What actually matters
Before reaching for any specific service it’s worth naming what “centralised backup” should do.
A backup policy has three parts: what to back up, how often and how long to keep it, and where the copy lives. Today, each of those is decided per-service, per-account, per-team. Centralisation means lifting those decisions into a small number of policies that apply broadly across resource types.
The what is driven by resource tagging. A tag on a resource is what a centralised plan can hang off; the tag survives resource replacement, so adding a new database with the correct tag picks up the backup automatically. Anything that selects by name or by ARN goes stale the moment infrastructure changes.
The how often and how long is a backup plan: a schedule plus a retention plus any lifecycle transitions (warm storage for a while, then cold). Different resource tiers want different plans: production with longer retention and cross-Region copy; dev with shorter retention and no cross-Region; compliance-tagged resources with retention long enough to match regulatory requirements.
The where is the cross-Region piece. The mechanism needs to support copying recovery points to another Region (and ideally another account) as part of the plan, not as a separate pipeline of Lambdas and cron. Anything that asks the team to build the replication step themselves multiplies the surfaces that can quietly stop working.
Second: coverage. Whatever mechanism gets picked has to span the bulk of stateful services in use. Anything left uncovered is a separate backup story with its own schedule, retention, and restore path, which is what the team is trying to escape. For any service the chosen mechanism doesn’t cover, the fallback is the service’s native backup plus a deliberate cross-Region copy.
Third: organisation-wide enforcement. “Every account should back up production” turns into a hard rule when it cascades from the Organization or an OU down to member accounts, with new accounts inheriting the backup posture automatically. Without that, the policy is a guideline that holds until someone forgets.
Fourth: immutability and legal hold. Backups that can be deleted by an attacker who compromised an IAM credential aren’t useful as ransomware defence. The mechanism needs a WORM property on the destination, a mode where even the root account can’t delete recovery points before their retention expires, plus a way to hold specific recovery points indefinitely for legal reasons. That’s the property audit departments care about.

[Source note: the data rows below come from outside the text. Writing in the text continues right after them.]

use std::cell::Cell;

/// Monotonic millisecond clock driving the field's timers
pub trait Clock {
    fn now_ms(&self) -> f64;
}

/// Wall-independent clock measured from construction
#[cfg(not(target_arch = "wasm32"))]
pub struct SystemClock {
    start: std::time::Instant,
}

#[cfg(not(target_arch = "wasm32"))]
impl SystemClock {
    pub fn new() -> Self {
        Self {
            start: std::time::Instant::now(),
        }
    }
}

#[cfg(not(target_arch = "wasm32"))]
impl Clock for SystemClock {
    fn now_ms(&self) -> f64 {
        self.start.elapsed().as_secs_f64() * 1000.0
    }
}

/// `performance.now()` based clock; `Instant` is unavailable in the browser
#[cfg(target_arch = "wasm32")]
pub struct SystemClock {
    performance: Option<web_sys::Performance>,
    start: f64,
}

#[cfg(target_arch = "wasm32")]
impl SystemClock {
    pub fn new() -> Self {
        let performance = web_sys::window().and_then(|w| w.performance());
        let start = performance.as_ref().map(|p| p.now()).unwrap_or(0.0);
        Self { performance, start }
    }
}

#[cfg(target_arch = "wasm32")]
impl Clock for SystemClock {
    fn now_ms(&self) -> f64 {
        self.performance
            .as_ref()
            .map(|p| p.now() - self.start)
            .unwrap_or(0.0)
    }
}

impl Default for SystemClock {
    fn default() -> Self {
        Self::new()
    }
}

/// Clock that only moves when told to
#[derive(Debug, Default)]
pub struct ManualClock {
    now: Cell<f64>,
}

impl ManualClock {
    pub fn new(start_ms: f64) -> Self {
        Self {
            now: Cell::new(start_ms),
        }
    }

    pub fn advance(&self, delta_ms: f64) {
        self.now.set(self.now.get() + delta_ms);
    }

    pub fn set(&self, now_ms: f64) {
        self.now.set(now_ms);
    }
}

impl Clock for ManualClock {
    fn now_ms(&self) -> f64 {
        self.now.get()
    }
}
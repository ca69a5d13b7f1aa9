use chrono::{DateTime, Utc};
use serde::{Deserialize, Serialize};
use serde_json::{Map, Value};

use crate::ids::{ClientId, CustomerId};

/// Metadata the server holds about an access token (`/tokeninfo`).
#[derive(Debug, Clone, PartialEq, Default, Serialize, Deserialize)]
#[serde(rename_all = "camelCase")]
pub struct TokenInfo {
    #[serde(default)]
    pub customer_id: Option<CustomerId>,
    #[serde(default)]
    pub client_id: Option<ClientId>,
    #[serde(
        default,
        alias = "expirationDateUTC",
        with = "chrono::serde::ts_milliseconds_option"
    )]
    pub expiry: Option<DateTime<Utc>>,
    #[serde(flatten)]
    pub extra: Map<String, Value>,
}

impl TokenInfo {
    pub fn is_expired_at(&self, now: DateTime<Utc>) -> bool {
        self.expiry.is_some_and(|expiry| expiry <= now)
    }
}

/// The authenticated user's record (`/user`).
#[derive(Debug, Clone, PartialEq, Default, Serialize, Deserialize)]
pub struct LoginRecord {
    #[serde(default)]
    pub login: Option<String>,
    #[serde(default)]
    pub email: Option<String>,
    #[serde(default)]
    pub groups: Vec<Value>,
    #[serde(flatten)]
    pub extra: Map<String, Value>,
}

/// Response of the authorization code exchange; `oid` is the access token.
#[derive(Debug, Clone, PartialEq, Serialize, Deserialize)]
pub struct TokenGrant {
    pub oid: String,
    #[serde(flatten)]
    pub extra: Map<String, Value>,
}

#[cfg(test)]
mod tests {
    use super::*;
    use chrono::TimeZone;

    #[test]
    fn token_info_reads_millisecond_expiry() {
        let info: TokenInfo = serde_json::from_str(
            r#"{"customerId":"c1","clientId":"app","expirationDateUTC":1400000000000,"oid":"t"}"#,
        )
        .unwrap();
        assert_eq!(info.customer_id, Some(CustomerId::new("c1")));
        assert_eq!(info.expiry, Utc.timestamp_millis_opt(1_400_000_000_000).single());
        assert!(info.is_expired_at(Utc::now()));
        assert_eq!(info.extra["oid"], "t");
    }

    #[test]
    fn token_info_without_expiry_never_expires() {
        let info: TokenInfo = serde_json::from_str(r#"{"customerId":"c1"}"#).unwrap();
        assert!(info.expiry.is_none());
        assert!(!info.is_expired_at(Utc::now()));
    }
}
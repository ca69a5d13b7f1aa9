//! Core data model definitions shared across Squid client crates.
//!
//! Everything here is plain data: identifiers, the selection/facet wire
//! shapes, job models with their RUNNING/DONE state, session records and the
//! resource path composition used to address API resources.

pub mod error;
pub mod ids;
pub mod job;
pub mod paths;
pub mod prelude;
pub mod selection;
pub mod session;

// Intentionally curated re-exports for downstream consumers.
pub use error::{ModelError, Result as ModelResult};
pub use ids::{
    ClientId, CustomerId, DimensionId, DimensionPk, DomainId, DomainPk,
    JobId, JobKey, MetricId, MetricPk, ProjectId,
};
pub use job::{
    AnalysisModel, ApiError, FacetModel, JobState, JobStatus,
    MultiAnalysisModel, ResultsFormat,
};
pub use paths::ResourcePath;
pub use selection::{Facet, FacetDimension, FacetItem, Selection};
pub use session::{LoginRecord, TokenGrant, TokenInfo};
//! Job orchestration
//!
//! Analyses and facets are computed server side as jobs, in two phases:
//!
//! 1. **Submit**: the job record built from the model is POSTed to the
//!    family's collection. The server may answer with a finished job.
//! 2. **Poll**: otherwise the results resource is fetched until it stops
//!    answering `COMPUTING_IN_PROGRESS`.
//!
//! Every outcome, success or failure, is also written onto the model's
//! [`JobState`], which ends DONE once per orchestration call.

mod analysis;
mod facet;
mod orchestrator;

use serde::Deserialize;
use serde_json::Value;
use squid_model::{ApiError, JobId, JobKey, JobState, ProjectId, ResourcePath, ResultsFormat, Selection};

use crate::errors::JobError;

pub use orchestrator::JobOrchestrator;

/// `apiError` code of a results resource whose job is still running.
pub const COMPUTING_IN_PROGRESS: &str = "COMPUTING_IN_PROGRESS";

/// A job family the orchestrator can drive.
pub trait JobModel: Send {
    type Results: Send;

    /// Collection segment under the project, e.g. `analysisjobs`.
    const COLLECTION: &'static str;

    fn key(&self) -> &JobKey;

    fn job(&self) -> &JobState<Self::Results>;

    fn job_mut(&mut self) -> &mut JobState<Self::Results>;

    /// Submission body. An explicit `selection` replaces the model's own.
    fn job_record(&self, project_id: &ProjectId, selection: Option<&Selection>) -> Value;

    /// Resets transient model state before submission.
    fn prepare_submit(&mut self) {}

    fn results_path(
        &self,
        project_id: &ProjectId,
        job_id: &JobId,
        format: Option<&ResultsFormat>,
    ) -> ResourcePath;

    /// Results carried by a submission answered DONE.
    fn results_from_submission(results: Option<Value>) -> Result<Self::Results, serde_json::Error>;

    /// Results read from the results resource.
    fn results_from_payload(payload: Value) -> Result<Self::Results, serde_json::Error>;

    /// Stores successful results; the job ends DONE.
    fn complete(&mut self, results: Self::Results) {
        self.job_mut().succeed(results);
    }

    fn collection_path(project_id: &ProjectId) -> ResourcePath {
        ResourcePath::project(project_id).member(Self::COLLECTION, None)
    }
}

/// Server answer to a job submission.
#[derive(Debug, Clone, Default, PartialEq, Deserialize)]
pub struct JobSubmission {
    #[serde(default)]
    pub id: JobKey,
    #[serde(default)]
    pub status: Option<String>,
    #[serde(default)]
    pub error: Option<Value>,
    #[serde(default)]
    pub results: Option<Value>,
}

impl JobSubmission {
    pub fn is_done(&self) -> bool {
        self.status.as_deref() == Some("DONE")
    }

    /// Error reported by a finished job, if any.
    pub fn api_error(&self) -> Option<ApiError> {
        self.error
            .clone()
            .filter(|error| !error.is_null())
            .map(ApiError::from_payload)
    }
}

pub(crate) fn malformed(error: serde_json::Error) -> (ApiError, JobError) {
    (
        ApiError::from_message(format!("Malformed job response: {error}")),
        JobError::MalformedResponse(error),
    )
}
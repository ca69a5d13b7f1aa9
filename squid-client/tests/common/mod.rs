//! Shared fixtures for squid-client integration tests

#![allow(dead_code)]

use std::sync::Arc;

use serde_json::{Value, json};
use squid_client::testing::ScriptedTransport;
use squid_client::transport::Method;
use squid_client::{
    ClientConfig, Collaborators, LocationHref, MemoryTokenStore, SessionManager,
};

pub const API_URL: &str = "https://api.squidsolutions.com/release/v4.2/rs";

/// Session wired to a scripted transport and an in-memory token store
pub struct TestContext {
    pub transport: ScriptedTransport,
    pub store: Arc<MemoryTokenStore>,
    pub session: SessionManager,
}

impl TestContext {
    pub async fn new(href: &str) -> Self {
        Self::with_config(
            href,
            ClientConfig::default()
                .with_customer_id("acme")
                .with_client_id("dashboard"),
        )
        .await
    }

    pub async fn with_config(href: &str, config: ClientConfig) -> Self {
        init_logging();
        let transport = ScriptedTransport::new();
        let store = Arc::new(MemoryTokenStore::new());
        let session = SessionManager::initialize(
            &config,
            Collaborators::new(
                Arc::new(transport.clone()),
                store.clone(),
                Arc::new(LocationHref::new(href)),
            ),
        )
        .await
        .expect("session should initialize");

        Self {
            transport,
            store,
            session,
        }
    }

    /// Scripts a valid `/tokeninfo` + `/user` exchange.
    pub fn script_login(&self, customer_id: &str, client_id: &str) {
        self.transport
            .respond(
                Method::GET,
                "/tokeninfo",
                token_info(customer_id, client_id),
            )
            .respond(Method::GET, "/user", user_record("jdoe"));
    }
}

pub fn init_logging() {
    let _ = env_logger::builder().is_test(true).try_init();
}

pub fn token_info(customer_id: &str, client_id: &str) -> Value {
    json!({
        "customerId": customer_id,
        "clientId": client_id,
        "expirationDateUTC": 4_102_444_800_000_i64
    })
}

pub fn user_record(login: &str) -> Value {
    json!({
        "login": login,
        "email": format!("{login}@example.com"),
        "groups": []
    })
}

pub fn computing() -> Value {
    json!({"apiError": "COMPUTING_IN_PROGRESS", "message": "computing"})
}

Fifth: cross-Region copy costs. Cross-Region data transfer is metered per-GB; for a multi-TB footprint backed up daily and cross-Region-copied, the bill is dominated by the daily delta moved plus the storage in the destination Region. The plan has to account for both.
Sixth: what about S3?. S3 has its own mature replication story, versioning, replication to another Region, and an object-lock property that gives the immutability the rest of the portfolio needs from its backup mechanism. Whether S3 sits inside the unified backup plan or alongside it is a trade-off between one console for everything and the simpler, cheaper path that’s been working for S3 for years.
What we’ll filter on
- Service coverage, does the backup mechanism support this resource type natively?
- Scheduling and retention, how granular is the plan? Lifecycle tiers?
- Cross-Region and cross-account copy, is it a single-toggle or a pipeline to build?
- Org-wide enforcement, can policy cascade from the Org to member accounts?
- Immutability, can a bad actor delete the backups?
- Restore experience, how painful is the restore, and can it be tested?
The backup landscape
-
AWS Backup. Managed, centralised backup service. Plans, vaults, selections, org-wide policies. Supports EBS, EC2, RDS, Aurora, DynamoDB, EFS, FSx (all variants), Storage Gateway, DocumentDB, Neptune, Redshift, S3, SAP HANA, CloudFormation, VMware. Cross-Region and cross-account copy baked in. Vault Lock for immutability. Central place for restore testing.
-
Service-native snapshots. Each service has its own snapshot mechanism: RDS automated snapshots, EBS snapshots via
CreateSnapshot, DynamoDB backups viaCreateBackup, EFS backups viacreate-backup, FSx backups viacreate-backup. Native mechanisms are fine for single-service use; they proliferate in large environments and make cross-service policy impossible. -
DLM (Data Lifecycle Manager). AWS-native scheduling for EBS snapshots specifically. Schedules creation, tagging, retention, and cross-Region copy for EBS volumes selected by tag. Overlaps heavily with AWS Backup’s EBS support; AWS Backup is the strategic direction, DLM is the older specialist tool.
-
S3 Replication (CRR/SRR). Not a backup service per se, but covers the “durable copy in another Region” use case for S3 specifically. Cross-Region Replication copies objects to a destination bucket in a different Region, with optional Replication Time Control (SLA on replication latency) for RTO-critical cases. S3 Object Lock + Versioning + CRR is a complete S3 durability story.
-
Third-party backup platforms. Veeam, Druva, N2WS, Rubrik, Clumio. Useful in hybrid environments or when regulatory requirements pre-date AWS Backup’s feature set. Adds a management plane, agent or agentless; usually a layer above the native AWS APIs.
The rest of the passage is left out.